Tuesday, May 11, 2010

Hi. So I'm going to try to get back into this. Mainly because I like writing stuff down but would like for it to all be in one place. Okay lets talk about whats been happening. I've been nannying for about 5 months now. I love it. I have a schedule and semi-normal life, having a baby with me 5 days a week is what makes it semi-normal :) Today he loves his tongue and to play with the dog while she tries to sleep, poor mama. Today I decided that if I wanted to go back to college I needed to start applying to colleges. So I did that, it was stressful.
Ummm...wondering where I am with Christ? Well, I realized I don't believe in His goodness. I know He's real but I ask Him on a daily, if not hourly, basis where He is because I don't know. I hate that He knows my future but has not intention of sharing it with me. I've also come to realize I care more about what people think of me than what He thinks of me. So, I've decided begun the process of letting Him become more important to me than my friends and family or anything else and I've found that process leading to much anger and confusion. Not that I need much clarity, really only trust and healing is needed right now. I know God's working right now or at least I would like to think He is, I just don't know where He is or how this is going to end... if ever. Either way I know I've made the choice to live for Him and I'm going to do that the best I can. I'm not going to quit this. So, things have changed my focus is definitely more on Him but along with that things have been revealed about my heart that aren't so good.

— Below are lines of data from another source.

use enumflags2::BitFlags;
use log::{debug, info, warn};
use rand::Rng;

use crate::{
    board::{Ocean, OceanDimensions, OceanSetup, PlacementError, Point},
    game::{
        AmmoExhausted, AttackReport, ConfigError, FiringMode, GameMode, Recovery,
        RecoveryTracker,
    },
    ships::FleetCounts,
};

/// A single game: the ocean with its hidden fleet, the remaining fleet health and the
/// optional rules in effect.
#[derive(Debug, Clone)]
pub struct Session {
    /// Ocean with the fleet being attacked.
    ocean: Ocean,

    /// Remaining health of the fleet.
    fleet_health: usize,

    /// Torpedoes left to fire.
    torpedoes: usize,

    /// Optional rules in effect.
    mode: BitFlags<GameMode>,

    /// Set once the mode has been chosen.
    mode_set: bool,

    /// Follows streaks of hits for recovery mode.
    recovery: RecoveryTracker,

    /// Points undone by recovery mode which the view still has to hide again.
    pending_recovery: Option<Vec<Point>>,

    /// Number of accepted attacks.
    shots: usize,
}

impl Session {
    /// Create a session on a `width` by `height` ocean with the fleet placed at random.
    pub fn configure(
        width: usize,
        height: usize,
        fleet: FleetCounts,
    ) -> Result<Self, PlacementError> {
        Self::configure_with_rng(width, height, fleet, &mut rand::thread_rng())
    }

    /// Create a session on a `width` by `height` ocean with the fleet placed using the
    /// given random source.
    pub fn configure_with_rng<R: Rng + ?Sized>(
        width: usize,
        height: usize,
        fleet: FleetCounts,
        rng: &mut R,
    ) -> Result<Self, PlacementError> {
        let dim = OceanDimensions::new(width, height)?;
        let ocean = OceanSetup::random_fleet(dim, &fleet, rng)?;
        info!(
            "new {}x{} game with {} ships, fleet health {}",
            width,
            height,
            ocean.ship_count(),
            ocean.fleet_health()
        );
        Ok(Self::new(ocean))
    }

    /// Start a session on an already populated ocean. No optional rules are enabled
    /// until [`set_mode`][Session::set_mode] is called.
    pub fn new(ocean: Ocean) -> Self {
        Self {
            fleet_health: ocean.fleet_health(),
            ocean,
            torpedoes: 0,
            mode: BitFlags::empty(),
            mode_set: false,
            recovery: RecoveryTracker::new(),
            pending_recovery: None,
            shots: 0,
        }
    }

    /// Choose the optional rules. Torpedo mode needs at least one torpedo, and
    /// torpedoes may only be supplied with torpedo mode. Can only be called once.
    pub fn set_mode(
        &mut self,
        torpedo_enabled: bool,
        torpedo_ammo: usize,
        recovery_enabled: bool,
    ) -> Result<(), ConfigError> {
        if self.mode_set {
            return Err(ConfigError::AlreadyConfigured);
        }
        match (torpedo_enabled, torpedo_ammo) {
            (false, ammo) if ammo > 0 => {
                return Err(ConfigError::TorpedoesWithoutTorpedoMode { ammo });
            }
            (true, 0) => return Err(ConfigError::TorpedoModeWithoutTorpedoes),
            _ => {}
        }
        self.mode = GameMode::from_options(torpedo_ammo, recovery_enabled);
        self.torpedoes = torpedo_ammo;
        self.mode_set = true;
        info!("game mode {:?}, {} torpedoes", self.mode, self.torpedoes);
        Ok(())
    }

    /// Optional rules in effect.
    pub fn mode(&self) -> BitFlags<GameMode> {
        self.mode
    }

    /// Fire at the given point.
    ///
    /// A torpedo is used up even if it misses. Firing a torpedo with none left is
    /// rejected without changing anything. Points outside the ocean are misses.
    pub fn attack(
        &mut self,
        point: Point,
        firing: FiringMode,
    ) -> Result<AttackReport, AmmoExhausted> {
        if firing == FiringMode::Torpedo {
            if self.torpedoes == 0 {
                return Err(AmmoExhausted::new(point));
            }
            self.torpedoes -= 1;
        }
        self.shots += 1;

        let report = match self.ocean.hit(point, firing) {
            None => AttackReport::miss(point, self.fleet_health),
            Some((ship, outcome)) => {
                self.fleet_health -= outcome.damage;
                if outcome.health_remaining == 0 {
                    let points = self.ocean.points_occupied_by(ship);
                    AttackReport::sunk(ship, point, self.fleet_health, points)
                } else {
                    AttackReport::hit(ship, point, self.fleet_health)
                }
            }
        };
        debug!(
            "{:?} shot at {}: {:?}, fleet health {}",
            firing,
            point,
            report.outcome(),
            self.fleet_health
        );

        if self.mode.contains(GameMode::Recovery) {
            if let Some(recovery) = self.recovery.observe(&report) {
                self.apply_recovery(recovery);
            }
        }
        Ok(report)
    }

    /// Repair the ship of a broken streak and hand its health back to the fleet.
    ///
    /// The fleet gets back exactly what the ship regains, so fleet health always
    /// matches the ships. This differs from the streak length only when some earlier
    /// hit on the ship was never part of a streak.
    fn apply_recovery(&mut self, recovery: Recovery) {
        let regained = self.ocean.restore(recovery.ship());
        if regained != recovery.health() {
            warn!(
                "ship {} regained {} health but the broken streak had {} hits",
                recovery.ship().index(),
                regained,
                recovery.health()
            );
        }
        info!(
            "recovered ship {}, restoring {} fleet health",
            recovery.ship().index(),
            regained
        );
        self.fleet_health += regained;
        self.pending_recovery = Some(recovery.into_points());
    }

    /// Sum of the remaining health of every ship.
    pub fn fleet_health_remaining(&self) -> usize {
        self.fleet_health
    }

    /// Whether the whole fleet has been sunk.
    pub fn is_over(&self) -> bool {
        self.fleet_health == 0
    }

    /// Torpedoes left to fire.
    pub fn torpedoes_remaining(&self) -> usize {
        self.torpedoes
    }

    /// Number of attacks taken so far. Rejected torpedo shots are not counted.
    pub fn shots_fired(&self) -> usize {
        self.shots
    }

    /// The ocean being attacked.
    pub fn ocean(&self) -> &Ocean {
        &self.ocean
    }

    /// State of the recovery tracker.
    pub fn recovery_tracker(&self) -> &RecoveryTracker {
        &self.recovery
    }

    /// Points whose attacks were undone by recovery mode and should be shown as
    /// unknown again.
    pub fn points_pending_recovery(&self) -> Option<&[Point]> {
        self.pending_recovery.as_deref()
    }

    /// Forget the pending recovery points.
    pub fn clear_pending_recovery(&mut self) {
        self.pending_recovery = None;
    }

    /// Take the pending recovery points, leaving none pending.
    pub fn take_pending_recovery(&mut self) -> Option<Vec<Point>> {
        self.pending_recovery.take()
    }
}

#[cfg(test)]
mod tests {
    use crate::{
        board::Direction,
        game::ShotOutcome,
        ships::{ShipId, ShipKind},
    };

    use super::*;

    /// Cruiser across (1, 1)..=(3, 1), destroyer down (1, 5)..=(1, 6).
    fn session() -> (Session, ShipId, ShipId) {
        let mut setup = OceanSetup::new(OceanDimensions::default());
        let cruiser = setup
            .place_ship(ShipKind::Cruiser, Point::new(1, 1), Direction::Right)
            .unwrap();
        let destroyer = setup
            .place_ship(ShipKind::Destroyer, Point::new(1, 5), Direction::Down)
            .unwrap();
        (Session::new(setup.start()), cruiser, destroyer)
    }

    fn health(session: &Session, id: ShipId) -> Option<usize> {
        session.ocean().ship(id).map(|ship| ship.health())
    }

    #[test]
    fn general_shots_sink_after_full_length() {
        let (mut session, cruiser, _) = session();
        assert_eq!(session.fleet_health_remaining(), 5);

        let report = session.attack(Point::new(1, 1), FiringMode::General).unwrap();
        assert_eq!(report.outcome(), ShotOutcome::Hit(cruiser));
        assert_eq!(report.fleet_health_remaining(), 4);
        assert_eq!(report.occupied_points(), None);

        session.attack(Point::new(2, 1), FiringMode::General).unwrap();
        let report = session.attack(Point::new(3, 1), FiringMode::General).unwrap();
        assert_eq!(report.outcome(), ShotOutcome::Sunk(cruiser));
        assert_eq!(report.fleet_health_remaining(), 2);
        assert_eq!(
            report.occupied_points(),
            Some(&[Point::new(1, 1), Point::new(2, 1), Point::new(3, 1)][..])
        );
        assert_eq!(session.shots_fired(), 3);
    }

    #[test]
    fn sunk_cell_stays_sunk() {
        let (mut session, cruiser, _) = session();
        session.set_mode(true, 1, false).unwrap();
        session.attack(Point::new(2, 1), FiringMode::Torpedo).unwrap();
        for _ in 0..3 {
            let report = session.attack(Point::new(2, 1), FiringMode::General).unwrap();
            assert_eq!(report.outcome(), ShotOutcome::Sunk(cruiser));
            assert_eq!(report.fleet_health_remaining(), 2);
        }
    }

    #[test]
    fn torpedo_spent_on_miss() {
        let (mut session, _, _) = session();
        session.set_mode(true, 2, false).unwrap();
        let report = session.attack(Point::new(8, 8), FiringMode::Torpedo).unwrap();
        assert_eq!(report.outcome(), ShotOutcome::Miss);
        assert_eq!(session.torpedoes_remaining(), 1);
    }

    #[test]
    fn out_of_bounds_is_a_miss() {
        let (mut session, _, _) = session();
        for &point in [Point::new(-1, 0), Point::new(10, 3), Point::new(4, 99)].iter() {
            let report = session.attack(point, FiringMode::General).unwrap();
            assert_eq!(report.outcome(), ShotOutcome::Miss);
            assert_eq!(report.fleet_health_remaining(), 5);
        }
    }

    #[test]
    fn mode_is_validated_and_set_once() {
        let (mut session, _, _) = session();
        assert_eq!(
            session.set_mode(false, 2, false),
            Err(ConfigError::TorpedoesWithoutTorpedoMode { ammo: 2 })
        );
        assert_eq!(
            session.set_mode(true, 0, true),
            Err(ConfigError::TorpedoModeWithoutTorpedoes)
        );
        assert!(session.mode().is_empty());

        session.set_mode(false, 0, true).unwrap();
        assert_eq!(session.mode(), BitFlags::from(GameMode::Recovery));
        assert_eq!(
            session.set_mode(true, 3, true),
            Err(ConfigError::AlreadyConfigured)
        );
    }

    #[test]
    fn recovery_restores_broken_streak() {
        let (mut session, cruiser, _) = session();
        session.set_mode(false, 0, true).unwrap();

        session.attack(Point::new(1, 1), FiringMode::General).unwrap();
        session.attack(Point::new(2, 1), FiringMode::General).unwrap();
        assert_eq!(session.fleet_health_remaining(), 3);
        assert_eq!(session.points_pending_recovery(), None);

        let report = session.attack(Point::new(7, 7), FiringMode::General).unwrap();
        // The report reflects the state before recovery was applied.
        assert_eq!(report.fleet_health_remaining(), 3);
        assert_eq!(session.fleet_health_remaining(), 5);
        assert_eq!(health(&session, cruiser), Some(3));
        assert_eq!(
            session.points_pending_recovery(),
            Some(&[Point::new(1, 1), Point::new(2, 1)][..])
        );

        session.clear_pending_recovery();
        assert_eq!(session.points_pending_recovery(), None);
    }

    #[test]
    fn recovery_on_target_switch() {
        let (mut session, cruiser, destroyer) = session();
        session.set_mode(false, 0, true).unwrap();

        session.attack(Point::new(3, 1), FiringMode::General).unwrap();
        let report = session.attack(Point::new(1, 6), FiringMode::General).unwrap();
        assert_eq!(report.outcome(), ShotOutcome::Hit(destroyer));

        // Cruiser repaired, the destroyer hit stands.
        assert_eq!(health(&session, cruiser), Some(3));
        assert_eq!(health(&session, destroyer), Some(1));
        assert_eq!(session.fleet_health_remaining(), 4);
        assert_eq!(session.take_pending_recovery(), Some(vec![Point::new(3, 1)]));
        assert_eq!(session.points_pending_recovery(), None);
    }

    #[test]
    fn recovery_repairs_hits_outside_the_streak() {
        let (mut session, cruiser, destroyer) = session();
        session.set_mode(false, 0, true).unwrap();

        session.attack(Point::new(1, 5), FiringMode::General).unwrap();
        // Switching target undoes the destroyer hit, this cruiser hit is not tracked.
        session.attack(Point::new(1, 1), FiringMode::General).unwrap();
        assert_eq!(session.take_pending_recovery(), Some(vec![Point::new(1, 5)]));
        assert_eq!(session.recovery_tracker().streak_len(), 0);

        session.attack(Point::new(2, 1), FiringMode::General).unwrap();
        assert_eq!(session.recovery_tracker().streak_len(), 1);
        assert_eq!(session.fleet_health_remaining(), 3);

        // One tracked hit, but the cruiser regains two points and so does the fleet.
        session.attack(Point::new(9, 9), FiringMode::General).unwrap();
        assert_eq!(health(&session, cruiser), Some(3));
        assert_eq!(health(&session, destroyer), Some(2));
        assert_eq!(session.fleet_health_remaining(), 5);
        assert_eq!(session.take_pending_recovery(), Some(vec![Point::new(2, 1)]));
    }

    #[test]
    fn recovery_disabled_keeps_damage() {
        let (mut session, cruiser, _) = session();
        session.attack(Point::new(1, 1), FiringMode::General).unwrap();
        session.attack(Point::new(0, 0), FiringMode::General).unwrap();
        assert_eq!(session.fleet_health_remaining(), 4);
        assert_eq!(health(&session, cruiser), Some(2));
        assert_eq!(session.points_pending_recovery(), None);
    }
}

So much of my past and by that I mean the past 2 years I want to erase and get rid of. Not that I made bad choices but I just wish I would have acted differently to so many different situations that were put in my path but can't take back the past so now I learn how to let those things go and keep living. Something I'm not used to I guess. The past is just so humiliating and how do you let go of that?
I've been running a lot and that been nice. I like this weather. Well, not the weather today it's kind of raining but the humidity makes my hair curl well and I like that. I've also read some good books lately. Crime and Punishment, I would definitely recommend this book. Also, Practice the Presence of God by Brother Lawrence, one I would also recommend. Okay I'm going to go play ball with Gray.